In these decider showdowns, the two sides face off in a series of one-on-one fights. But this isn’t a straight up best-of-five. Win your duel and you’ll continue into the next one, retaining your health and ability pool. The match only ends when all players from one side have been eliminated.
Blow all your abilities in the first round, and you’ll be left with little more than your rifle in the next. But if holding back gets you killed? That’s you down and out. Duels therefore become a brilliant test of how well you know your opposition, and how much faith you have in your own skills.
Unfortunately, FragPunk stumbles a little with its Lancers. There’s nothing particularly thrilling or indeed unappealing about its cast or their looks, but their abilities betray a potential lack of balancing nous. Each character has three powers, all of which are available every round, some of them multiple times. Many of these are variations on the same principle, with some objectively far worse than others.
Sekmet, for example, can throw out a narrow tornado of sand which travels in a line, blocking vision and slowing anyone it touches. Decent, but nothing special. Fellow Lancer Hollowpoint, by contrast, can launch a gigantic, vision-blocking screen which can be stopped at will to cover doorways. Oh, and it also reveals through walls any opponent it touches. Another of her abilities is a one-shot-kill, charging sniper rifle that scans through walls whenever you aim down sights. We’ll let you figure out which Lancer is likely to prove the more popular pick.
It’s this war between entertainment and optimization that’s likely to harm FragPunk post-release. On one side of the battlefield lies a light-hearted shooter looking to kick back, create some chaos, and have a blast. A game in which the main sniper character can unlock and wear a hat that features a miniature model version of herself camping in a tower.
Across the design gulf of no man’s land, is another, more regimented camp. A competitive team game in which there will almost certainly be a best or broken option. And as soon as the acceptable meta has been determined, there’s the risk that little leeway is granted for anything else. For anything fun. After all, why wear silly turtle backpacks when you could pick a staggering headshot multiplier that turns even a whiff of the weakest SMG fire into an instant kill?
In the closed alpha, with everyone still figuring out the game, FragPunk manages to walk this tightrope.
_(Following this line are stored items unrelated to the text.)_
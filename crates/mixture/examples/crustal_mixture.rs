use linfa::ParamGuard;
use ndarray::{Array1, Zip};
use shakemix_gmpe::*;
use shakemix_mixture::GmpeMixture;
use std::error::Error;
use std::sync::Arc;

/// Simple magnitude-distance-vs30 attenuation law:
/// `ln(y) = c0 + c1 * (mag - 6) - c2 * ln(sqrt(rjb^2 + h^2)) - c3 * ln(vs30 / 760)`
struct Attenuation {
    name: &'static str,
    capabilities: ModelCapabilities,
    coefs: [f64; 5],
    phi: f64,
    tau: f64,
}

impl std::fmt::Display for Attenuation {
    fn fmt(&self, f: &mut std::fmt::Formatter<'_>) -> std::fmt::Result {
        write!(f, "{}", self.name)
    }
}

impl GroundMotionModel for Attenuation {
    fn capabilities(&self) -> &ModelCapabilities {
        &self.capabilities
    }

    fn mean_and_stddevs(
        &self,
        sites: &SitesContext,
        rupture: &RuptureContext,
        distances: &DistancesContext,
        imt: Imt,
        stddev_types: &[StdDevType],
    ) -> Result<(Array1<f64>, Vec<Array1<f64>>)> {
        if !self.capabilities.supports_imt(&imt) {
            return Err(GmpeError::UnsupportedImt(format!("{imt} for {self}")));
        }
        let rjb = distances
            .get_rjb()
            .ok_or_else(|| GmpeError::MissingParameter("rjb".to_string()))?;
        let [c0, c1, c2, c3, h] = self.coefs;
        let mag_term = c0 + c1 * (rupture.get_mag() - 6.);
        let mut lnmu = Array1::zeros(sites.len());
        Zip::from(&mut lnmu)
            .and(rjb)
            .and(sites.get_vs30())
            .for_each(|m, &r, &vs30| {
                *m = mag_term - c2 * (r * r + h * h).sqrt().ln() - c3 * (vs30 / 760.).ln()
            });
        let stddevs = stddev_types
            .iter()
            .map(|kind| {
                let sd = match kind {
                    StdDevType::Total => self.phi.hypot(self.tau),
                    StdDevType::InterEvent => self.tau,
                    StdDevType::IntraEvent => self.phi,
                };
                Array1::from_elem(sites.len(), sd)
            })
            .collect();
        Ok((lnmu, stddevs))
    }
}

fn attenuation(
    name: &'static str,
    imc: Imc,
    coefs: [f64; 5],
    phi: f64,
    tau: f64,
) -> Arc<dyn GroundMotionModel> {
    let capabilities = ModelCapabilities::new(TectonicRegion::ActiveShallowCrust, imc)
        .imts(ImtSpec::PGA | ImtSpec::SA)
        .stddev_types(StdDevSpec::all())
        .site_params(SiteParamSpec::VS30)
        .rupture_params(RuptureParamSpec::MAG)
        .distances(DistanceSpec::RJB);
    Arc::new(Attenuation {
        name,
        capabilities,
        coefs,
        phi,
        tau,
    })
}

fn main() -> std::result::Result<(), Box<dyn Error>> {
    let _ = env_logger::try_init();

    let models = vec![
        attenuation("Near", Imc::RotD50, [0.2, 1.1, 1.2, 0.5, 6.], 0.55, 0.35),
        attenuation("Far", Imc::AverageHorizontal, [0.1, 1.0, 1.0, 0.6, 4.5], 0.6, 0.4),
        attenuation(
            "Local",
            Imc::GreaterOfTwoHorizontal,
            [0.3, 1.2, 1.3, 0.4, 7.],
            0.5,
            0.3,
        ),
    ];
    let converter = RatioConverter::new()
        .factors(
            Imc::RotD50,
            Imc::GreaterOfTwoHorizontal,
            ConversionFactors::new(1.1, 1.0)?,
        )
        .factors(
            Imc::AverageHorizontal,
            Imc::GreaterOfTwoHorizontal,
            ConversionFactors::new(1.15, 1.02)?,
        )
        .imt_factors(
            Imc::AverageHorizontal,
            Imc::GreaterOfTwoHorizontal,
            ImtSpec::SA,
            ConversionFactors::new(1.2, 1.03)?,
        );

    let mixture = GmpeMixture::params(models, &[0.4, 0.35, 0.25])
        .converter(Arc::new(converter))
        .check()?
        .build()?;
    println!("{mixture}");

    let sites = SitesContext::new(Array1::from_vec(vec![760., 400., 270., 180.]));
    let distances =
        DistancesContext::new().rjb(Array1::from_vec(vec![1., 10., 50., 150.]));
    let rupture = RuptureContext::new(6.7).rake(0.).dip(90.);

    for imt in [Imt::Pga, Imt::sa(0.3)?, Imt::sa(1.0)?] {
        let (lnmu, lnsd) = mixture.evaluate(
            &sites,
            &rupture,
            &distances,
            imt,
            &[StdDevType::Total],
        )?;
        println!("{imt}");
        println!("  median (g) = {}", lnmu.mapv(f64::exp));
        println!("  sigma (ln) = {}", lnsd[0]);
    }

    Ok(())
}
But heading toward and beyond release, we’d love to see it lean further into the party atmosphere. Fans of highly competitive, keenly honed shooters have plenty to occupy them right now, but it feels like there’s room for something more akin to the early days of Valve’s beloved Team Fortress 2 – a game that certainly worked as a competitive contest, but was just as much fun when played for jokes.
Unfortunately, that’s not FragPunk’s only challenge. Because this is a modern shooter, and that means a battle pass. That means challenges and events. That means multiple in-game currencies to earn. That means an overwhelming, near incomprehensible rush of progression systems and unlock pages after every single match. Incentives to constantly return and engage, as if the game itself isn’t enough – which, given our limited time with it, seems a harsh self-appraisal.
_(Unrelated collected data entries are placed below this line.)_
//! This library defines what the mixture of ground-motion models needs to know about
//! a ground-motion prediction equation (GMPE) and how it is queried.
//!
//! A GMPE predicts the natural logarithm of an intensity measure ([Imt]) and its
//! standard deviations ([StdDevType]) at a set of sites given the site, rupture and
//! distance contexts ([SitesContext], [RuptureContext], [DistancesContext]).
//!
//! Every model declares its [ModelCapabilities]:
//! * the tectonic region it is defined for,
//! * the supported intensity measure families ([ImtSpec]),
//! * the intensity measure component convention ([Imc]) of its predictions,
//! * the supported standard deviation kinds ([StdDevSpec]),
//! * the site, rupture and distance parameters it requires
//!   ([SiteParamSpec], [RuptureParamSpec], [DistanceSpec]).
//!
//! Models are implemented through the [GroundMotionModel] trait. Predictions made
//! with different component conventions are brought to a common one by a
//! [ComponentConverter] working on linear amplitudes.
//!
//! # Features
//!
//! ## serializable
//!
//! The `serializable` feature enables serialization of descriptors and contexts
//! based on [serde crate](https://serde.rs/).
//!
//! # Example
//!
//! ```
//! use shakemix_gmpe::*;
//! use ndarray::array;
//!
//! let caps = ModelCapabilities::new(TectonicRegion::ActiveShallowCrust, Imc::RotD50)
//!     .imts(ImtSpec::PGA | ImtSpec::SA)
//!     .stddev_types(StdDevSpec::TOTAL)
//!     .site_params(SiteParamSpec::VS30);
//! let gmpe = ConstantGmpe::new("Placeholder", caps, -1.5, 0.6);
//!
//! let sites = SitesContext::new(array![760., 360.]);
//! let (lnmu, lnsd) = gmpe
//!     .mean_and_stddevs(
//!         &sites,
//!         &RuptureContext::new(6.5),
//!         &DistancesContext::new().rjb(array![5., 20.]),
//!         Imt::sa(1.0).unwrap(),
//!         &[StdDevType::Total],
//!     )
//!     .expect("prediction");
//! assert_eq!(lnmu.len(), 2);
//! assert_eq!(lnsd.len(), 1);
//! ```
#![warn(missing_docs)]
#![warn(rustdoc::broken_intra_doc_links)]
mod contexts;
mod conversion;
mod errors;
mod model;
mod types;

pub use contexts::*;
pub use conversion::*;
pub use errors::*;
pub use model::*;
pub use types::*;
It’s exhausting and initially off-putting. FragPunk’s main menu is littered with so many extras extraneous to the gameplay itself, and almost none of them are explained adequately in the alpha. And while character unlocks and rewards were granted generously, there’s no guarantee that’ll remain the case post-launch when the numbers have been crunched on hour-to-investment ratio.
If FragPunk strives to be yet another eternal content machine, churning out cosmetics and characters in the hopes of sustaining a financially viable player base? There’s every chance it’ll trip over its own ambitions, falling like so many games have done before it. And that’d be a mighty shame, because there’s a creative and entertaining shooter hidden here. Provided you’re willing to find it.